When I told my dad that I was transitioning to become a man, I told the world at the same time, I came out through Facebook. I don’t agree with putting your whole life on Facebook, I rarely write statuses or update, but because of school, I thought this was the best way for everyone to know so I could continue my life as Nathan. I well and truly left my dad till last. By my 18th birthday, I had been living as a male for nearly a year, I was wearing all male clothes, I was binding my chest, packing occasionally and going by Nathan at home. I remember he came to pick me up to give me my birthday present, he was only going to see me for an hour or two, but that was usual for my dad. I remember when he gave me my present, a pandora bracelet, he thought he had hit the nail on the head with that present, was proud of himself. Along with that, I had a neon pink ’18’ mug, which I actually only threw out yesterday, I’m not sure what I was holding onto, it just makes it obvious the guilt I felt, for taking his daughter away from his. I remember focusing all of my energy to not have a mental breakdown right there in the car, how when I got in I ran upstairs to my room and cried more than I’d cried in a long time. It wasn’t just that I couldn’t handle being addressed as a female, it was also that my dad had reached a point where he didn’t even know me anymore, my likes or interests because he never sees me. My mum spoke to him and explained. But still for months, I was his daughter, he completely ignored everything that my mum had told him.

When he did finally find out through Facebook, the next time I saw him he wanted to speak to me. He kept asking me if I was just a ‘butch lesbian’ because he could be okay with that. I remember once he told me that he understood lesbians because they were sexy and men like that, but gay men made him feel sick because he was a man and he couldn’t imagine it. I think I learned how hypocritical he was then.

This was all months ago, he told me that I shouldn’t think about how this affects him, and I should focus on myself, but those were just empty words. These last few months I’ve had lots of doctors appointments, getting my bloods done ready for hormones, I’ve been messed around by transfers because of University.
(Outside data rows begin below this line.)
//! Velocity cliff analysis orchestrator
//!
//! Runs both changepoint detectors on the same cleaned category series and
//! packages the thresholds into one `AnalysisResult`. Either detector failing
//! fails the whole analysis: the average threshold needs both.

use crate::changepoint::{
    AnalysisConfig, BayesianDetector, BayesianOutcome, Cancellation, CusumDetector, CusumOutcome,
    DetectionError, DetectionMethod,
};
use crate::observation::{CovariateRange, ObservationSeries, PitchObservation, SeasonRange};
use crate::observer::{AnalysisEvent, AnalysisObserver, TracingObserver};
use serde::{Deserialize, Serialize};
use std::sync::Arc;
use thiserror::Error;

/// Supplier of pitch observations for one subject
///
/// Implementations may return observations of every category (`category` is
/// `None`) or only the requested one; the orchestrator filters again either way.
pub trait ObservationSource {
    fn get_series(
        &self,
        subject_id: &str,
        seasons: Option<SeasonRange>,
        category: Option<&str>,
    ) -> anyhow::Result<Vec<PitchObservation>>;
}

/// What to analyse
#[derive(Debug, Clone, PartialEq, Serialize, Deserialize)]
pub struct AnalysisRequest {
    pub subject_id: String,
    /// Pitch category tag, e.g. "FF"
    pub category: String,
    /// Inclusive season filter; `None` keeps every season
    pub seasons: Option<SeasonRange>,
}

impl AnalysisRequest {
    pub fn new(subject_id: impl Into<String>, category: impl Into<String>) -> Self {
        Self {
            subject_id: subject_id.into(),
            category: category.into(),
            seasons: None,
        }
    }

    pub fn with_seasons(mut self, seasons: SeasonRange) -> Self {
        self.seasons = Some(seasons);
        self
    }

    /// Observations without a season only pass when no range is requested
    fn in_seasons(&self, obs: &PitchObservation) -> bool {
        match (self.seasons, obs.season) {
            (Some(range), Some(season)) => range.contains(season),
            (Some(_), None) => false,
            (None, _) => true,
        }
    }
}

/// Outcome of one analysis; immutable once built
#[derive(Debug, Clone, PartialEq, Serialize, Deserialize)]
pub struct AnalysisResult {
    pub subject_id: String,
    pub category: String,
    #[serde(default, skip_serializing_if = "Option::is_none")]
    pub seasons: Option<SeasonRange>,
    /// Speeds spanned by the analysed series
    pub covariate_range: CovariateRange,
    /// Observations for the subject in the requested seasons, all categories
    pub total_observations: usize,
    /// Cleaned observations of the requested category that were analysed
    pub category_observations: usize,
    pub cusum_threshold: f64,
    pub bayesian_threshold: f64,
    /// `(cusum_threshold + bayesian_threshold) / 2`
    pub average_threshold: f64,
}

impl AnalysisResult {
    /// Human-readable report
    pub fn to_report_string(&self, label: Option<&str>) -> String {
        let rule = "=".repeat(50);
        let mut report = String::new();
        report.push_str(&format!("{}\n", rule));
        report.push_str("VELOCITY CLIFF ANALYSIS RESULTS\n");
        report.push_str(&format!("{}\n", rule));
        report.push_str(&format!(
            "Player: {}\n",
            label.unwrap_or(self.subject_id.as_str())
        ));
        if let Some(seasons) = self.seasons {
            report.push_str(&format!("Years: {}\n", seasons));
        }
        report.push_str(&format!("Pitch Type: {}\n", self.category));
        report.push_str(&format!(
            "Speed Range: {:.1}-{:.1} mph\n",
            self.covariate_range.min, self.covariate_range.max
        ));
        report.push_str(&format!("Total Pitches: {}\n", self.total_observations));
        report.push_str(&format!(
            "{} Pitches: {}\n",
            self.category, self.category_observations
        ));
        report.push_str(&format!("CUSUM Threshold: {:.1} mph\n", self.cusum_threshold));
        report.push_str(&format!(
            "Bayesian Threshold: {:.1} mph\n",
            self.bayesian_threshold
        ));
        report.push_str(&format!(
            "Average Threshold: {:.1} mph\n",
            self.average_threshold
        ));
        report.push_str(&format!("{}\n", rule));
        report
    }
}

/// Result plus everything the detectors computed along the way
#[derive(Debug, Clone)]
pub struct DetailedAnalysis {
    pub result: AnalysisResult,
    pub series: ObservationSeries,
    pub cusum: CusumOutcome,
    pub bayesian: BayesianOutcome,
}

/// Analysis failure
#[derive(Error, Debug, Clone, PartialEq)]
pub enum AnalysisError {
    #[error("No {category} data found for {subject_id}")]
    NoData {
        subject_id: String,
        category: String,
    },

    #[error("{method} detection failed: {source}")]
    Detection {
        method: DetectionMethod,
        source: DetectionError,
    },

    #[error("Invalid configuration: {0}")]
    InvalidConfig(String),

    #[error("Data source failed: {0}")]
    Source(String),
}

impl AnalysisError {
    fn detection(method: DetectionMethod) -> impl FnOnce(DetectionError) -> Self {
        move |source| AnalysisError::Detection { method, source }
    }
}

pub type Result<T> = std::result::Result<T, AnalysisError>;

/// Runs both detectors and combines their thresholds
#[derive(Clone)]
pub struct Analyzer {
    config: AnalysisConfig,
    observer: Arc<dyn AnalysisObserver>,
    cancellation: Cancellation,
}

impl Default for Analyzer {
    fn default() -> Self {
        Self::new(AnalysisConfig::default())
    }
}

impl std::fmt::Debug for Analyzer {
    fn fmt(&self, f: &mut std::fmt::Formatter<'_>) -> std::fmt::Result {
        f.debug_struct("Analyzer")
            .field("config", &self.config)
            .field("cancellation", &self.cancellation)
            .finish_non_exhaustive()
    }
}

impl Analyzer {
    pub fn new(config: AnalysisConfig) -> Self {
        Self {
            config,
            observer: Arc::new(TracingObserver),
            cancellation: Cancellation::none(),
        }
    }

    pub fn with_observer(mut self, observer: Arc<dyn AnalysisObserver>) -> Self {
        self.observer = observer;
        self
    }

    /// Stop the Bayesian search early when `cancellation` fires
    pub fn with_cancellation(mut self, cancellation: Cancellation) -> Self {
        self.cancellation = cancellation;
        self
    }

    pub fn config(&self) -> &AnalysisConfig {
        &self.config
    }

    /// Analyse a subject's observation history
    pub fn analyze(
        &self,
        request: &AnalysisRequest,
        history: &[PitchObservation],
    ) -> Result<AnalysisResult> {
        self.analyze_detailed(request, history)
            .map(|detailed| detailed.result)
    }

    /// Fetch the history from `source`, then analyse it
    pub fn analyze_source(
        &self,
        source: &dyn ObservationSource,
        request: &AnalysisRequest,
    ) -> Result<DetailedAnalysis> {
        let history = source
            .get_series(&request.subject_id, request.seasons, None)
            .map_err(|e| self.fail(request, AnalysisError::Source(format!("{:#}", e))))?;
        self.analyze_detailed(request, &history)
    }

    /// Analyse and keep the detector outcomes
    pub fn analyze_detailed(
        &self,
        request: &AnalysisRequest,
        history: &[PitchObservation],
    ) -> Result<DetailedAnalysis> {
        self.config
            .validate()
            .map_err(|e| self.fail(request, AnalysisError::InvalidConfig(e)))?;

        let series = ObservationSeries::for_category(
            history.iter().filter(|o| request.in_seasons(o)),
            &request.category,
        )
        .ok_or_else(|| {
            self.fail(
                request,
                AnalysisError::NoData {
                    subject_id: request.subject_id.clone(),
                    category: request.category.clone(),
                },
            )
        })?;
        // Counts the cleaned category series, the same pitches both detectors see
        let total_observations = series.len();

        self.observer.on_event(&AnalysisEvent::SeriesPrepared {
            subject_id: request.subject_id.clone(),
            category: request.category.clone(),
            total_observations,
            category_observations: series.len(),
        });

        let cusum = CusumDetector::new(self.config.cusum.clone())
            .detect(&series)
            .map_err(AnalysisError::detection(DetectionMethod::Cusum))
            .map_err(|e| self.fail(request, e))?;
        self.observer.on_event(&AnalysisEvent::DetectorFinished {
            method: DetectionMethod::Cusum,
            index: cusum.index,
            threshold: cusum.result.threshold,
        });

        let bayesian = BayesianDetector::new(self.config.bayesian.clone())
            .detect_with_cancellation(&series, &self.cancellation)
            .map_err(AnalysisError::detection(DetectionMethod::Bayesian))
            .map_err(|e| self.fail(request, e))?;
        self.observer.on_event(&AnalysisEvent::DetectorFinished {
            method: DetectionMethod::Bayesian,
            index: bayesian.index,
            threshold: bayesian.result.threshold,
        });

        let cusum_threshold = cusum.result.threshold;
        let bayesian_threshold = bayesian.result.threshold;
        let result = AnalysisResult {
            subject_id: request.subject_id.clone(),
            category: request.category.clone(),
            seasons: request.seasons,
            covariate_range: series.covariate_range(),
            total_observations,
            category_observations: series.len(),
            cusum_threshold,
            bayesian_threshold,
            average_threshold: (cusum_threshold + bayesian_threshold) / 2.0,
        };

        self.observer.on_event(&AnalysisEvent::AnalysisFinished {
            subject_id: result.subject_id.clone(),
            average_threshold: result.average_threshold,
        });

        Ok(DetailedAnalysis {
            result,
            series,
            cusum,
            bayesian,
        })
    }

    fn fail(&self, request: &AnalysisRequest, err: AnalysisError) -> AnalysisError {
        self.observer.on_event(&AnalysisEvent::AnalysisFailed {
            subject_id: request.subject_id.clone(),
            reason: err.to_string(),
        });
        err
    }
}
I tried telling him the dates of my appointments, but he never once asked me how they went. I told my dad that I would be getting hormones in the next 3 or 4 weeks around 4 months ago, because he never asked, he doesn’t know that I was postponed massively because of trying to get treatment in Southampton, where I go to University. As far as he knew I was already on them, but he never asked.

Not to mention when he met my flatmates he said “I’m her father,” I can’t imagine how that would have gone down if I hadn’t of explained that I was transgender to them a few months before and how my dad was slower accepting it.
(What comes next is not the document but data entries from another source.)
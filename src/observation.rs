//! Observation types shared by the detectors and the orchestrator
//!
//! A `PitchObservation` is one pitch as handed over by the data layer: the
//! release speed (covariate), the performance metric (outcome), and the tags
//! needed to filter it. An `ObservationSeries` is the cleaned, sorted view that
//! both detectors consume.

use serde::{Deserialize, Serialize};

/// A single pitch as supplied by the data layer
#[derive(Debug, Clone, PartialEq, Serialize, Deserialize)]
pub struct PitchObservation {
    /// Release speed in mph
    pub covariate: f64,
    /// Performance metric (expected wOBA from speed/angle); may be NaN before cleaning
    pub outcome: f64,
    /// Pitch category tag (e.g. "FF" for four-seam fastball)
    pub category: String,
    /// Season the pitch was thrown in, if known
    #[serde(default, skip_serializing_if = "Option::is_none")]
    pub season: Option<i32>,
    /// Run value of the pitch, if known
    #[serde(default, skip_serializing_if = "Option::is_none")]
    pub run_value: Option<f64>,
}

impl PitchObservation {
    pub fn new(covariate: f64, outcome: f64, category: impl Into<String>) -> Self {
        Self {
            covariate,
            outcome,
            category: category.into(),
            season: None,
            run_value: None,
        }
    }

    pub fn with_season(mut self, season: i32) -> Self {
        self.season = Some(season);
        self
    }

    pub fn with_run_value(mut self, run_value: f64) -> Self {
        self.run_value = Some(run_value);
        self
    }

    /// Both covariate and outcome are finite numbers
    pub fn is_complete(&self) -> bool {
        self.covariate.is_finite() && self.outcome.is_finite()
    }
}

/// Inclusive range of seasons
#[derive(Debug, Clone, Copy, PartialEq, Eq, Serialize, Deserialize)]
pub struct SeasonRange {
    pub start: i32,
    pub end: i32,
}

impl SeasonRange {
    pub fn new(start: i32, end: i32) -> Self {
        Self { start, end }
    }

    pub fn single(season: i32) -> Self {
        Self::new(season, season)
    }

    pub fn contains(&self, season: i32) -> bool {
        (self.start..=self.end).contains(&season)
    }
}

impl std::fmt::Display for SeasonRange {
    fn fmt(&self, f: &mut std::fmt::Formatter<'_>) -> std::fmt::Result {
        write!(f, "{}-{}", self.start, self.end)
    }
}

/// Smallest and largest covariate in an analysed series
#[derive(Debug, Clone, Copy, PartialEq, Serialize, Deserialize)]
pub struct CovariateRange {
    pub min: f64,
    pub max: f64,
}

/// Cleaned observation series, sorted ascending by covariate
///
/// Invariants: at least one element, every covariate and outcome finite,
/// covariates non-decreasing.
#[derive(Debug, Clone, PartialEq)]
pub struct ObservationSeries {
    covariates: Vec<f64>,
    outcomes: Vec<f64>,
}

impl ObservationSeries {
    /// Build a series from (covariate, outcome) pairs
    ///
    /// Pairs with a non-finite value are dropped and the rest are sorted by
    /// covariate (stable, so equal speeds keep their input order). Returns
    /// `None` when nothing survives cleaning.
    pub fn from_pairs<I>(pairs: I) -> Option<Self>
    where
        I: IntoIterator<Item = (f64, f64)>,
    {
        let mut pairs: Vec<(f64, f64)> = pairs
            .into_iter()
            .filter(|(x, y)| x.is_finite() && y.is_finite())
            .collect();

        if pairs.is_empty() {
            return None;
        }

        pairs.sort_by(|a, b| a.0.total_cmp(&b.0));
        let (covariates, outcomes) = pairs.into_iter().unzip();
        Some(Self {
            covariates,
            outcomes,
        })
    }

    /// Select the observations of one category and clean them
    ///
    /// Applying the same category filter to input that is already filtered is
    /// a no-op.
    pub fn for_category<'a, I>(observations: I, category: &str) -> Option<Self>
    where
        I: IntoIterator<Item = &'a PitchObservation>,
    {
        Self::from_pairs(
            observations
                .into_iter()
                .filter(|obs| obs.category == category)
                .map(|obs| (obs.covariate, obs.outcome)),
        )
    }

    pub fn len(&self) -> usize {
        self.covariates.len()
    }

    /// Always false for a constructed series; kept for API symmetry with `len`
    pub fn is_empty(&self) -> bool {
        self.covariates.is_empty()
    }

    pub fn covariates(&self) -> &[f64] {
        &self.covariates
    }

    pub fn outcomes(&self) -> &[f64] {
        &self.outcomes
    }

    /// Covariate at a detector-selected index
    pub fn covariate_at(&self, index: usize) -> Option<f64> {
        self.covariates.get(index).copied()
    }

    pub fn covariate_range(&self) -> CovariateRange {
        // Sorted and non-empty by construction
        CovariateRange {
            min: self.covariates[0],
            max: self.covariates[self.covariates.len() - 1],
        }
    }
}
He’s visited me a few times in Southampton because he had to go to Eastleigh college for a gas course he was doing for work. A few weeks ago he was explaining to me that he can only visit me once a week because of the insurance on the car because it was a work vehicle, he said he’d ask head office if he could use it to visit his daughter

“As far as they’re concerned I’m down here visiting my daughter, they don’t need to know about all this crap.” I’ve been out as transgender for nearly 2 years, and this is what he says to me, and I freeze. I go back to the scared kid who was too afraid to tell his father how he really felt. I should have said something then, but I’m saying something now, and when I did tell him he said he thinks “it’s none of their business”. As much as that’s his choice, he didn’t have to tell me that’s what he said to them, he could have cared enough about me to replace daughter with son, even if that’s not how it really happened, just for my sake. I didn’t fight hard to become who I am, to change all my legal documents with my new name, which cost money, sweat and tears, so that my own father could say these things to me.
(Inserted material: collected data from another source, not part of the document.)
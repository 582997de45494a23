//! Centered moving average used by both changepoint detectors
//!
//! Element `i` of the output is the mean of `y[i - W/2 .. i + ceil(W/2))`,
//! clipped to the series bounds. Near the edges the window shrinks instead of
//! leaving the value undefined, so the output always has the input's length.

/// Default smoothing window, in observations
pub const DEFAULT_WINDOW: usize = 10;

/// Bounds `[start, end)` of the window centered on `index`
///
/// For an even `window` the window holds one more element before `index`
/// than after it, matching a centered rolling mean with `min_periods = 1`.
pub fn window_bounds(index: usize, len: usize, window: usize) -> (usize, usize) {
    let window = window.max(1);
    let before = window / 2;
    let after = window - before;
    let start = index.saturating_sub(before);
    let end = (index + after).min(len);
    (start, end)
}

/// Centered moving average with shrinking edge windows
///
/// Returns an empty vector for empty input; callers are expected to pass a
/// non-empty series.
pub fn centered_moving_average(values: &[f64], window: usize) -> Vec<f64> {
    let len = values.len();
    (0..len)
        .map(|i| {
            let (start, end) = window_bounds(i, len, window);
            let slice = &values[start..end];
            slice.iter().sum::<f64>() / slice.len() as f64
        })
        .collect()
}

/// Arithmetic mean; `None` for an empty slice
pub fn mean(values: &[f64]) -> Option<f64> {
    if values.is_empty() {
        return None;
    }
    Some(values.iter().sum::<f64>() / values.len() as f64)
}

/// Population standard deviation (divides by `n`); `None` for an empty slice
pub fn population_std(values: &[f64]) -> Option<f64> {
    let mu = mean(values)?;
    let variance = values.iter().map(|v| (v - mu).powi(2)).sum::<f64>() / values.len() as f64;
    Some(variance.sqrt())
}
I’ve tried so hard proving that I am his son, but after everything, I don’t think I have the energy to prove anything to him anymore.

There’s one person I’m proving myself to, and that’s me.

Late Night Thoughts

Being able to write is liberating, even if no one reads the words, that’s not what matters. What matters is I declutter everything that I have trouble with, I think therapists call that decompartmentalization. The truth is, I never write entirely what I’m thinking or what I feel. I find it hard, to be honest with myself, let alone everyone else. I wouldn’t say I’m lying, I just choose to ignore things. Thoughts, memories, what I see in the mirror sometimes.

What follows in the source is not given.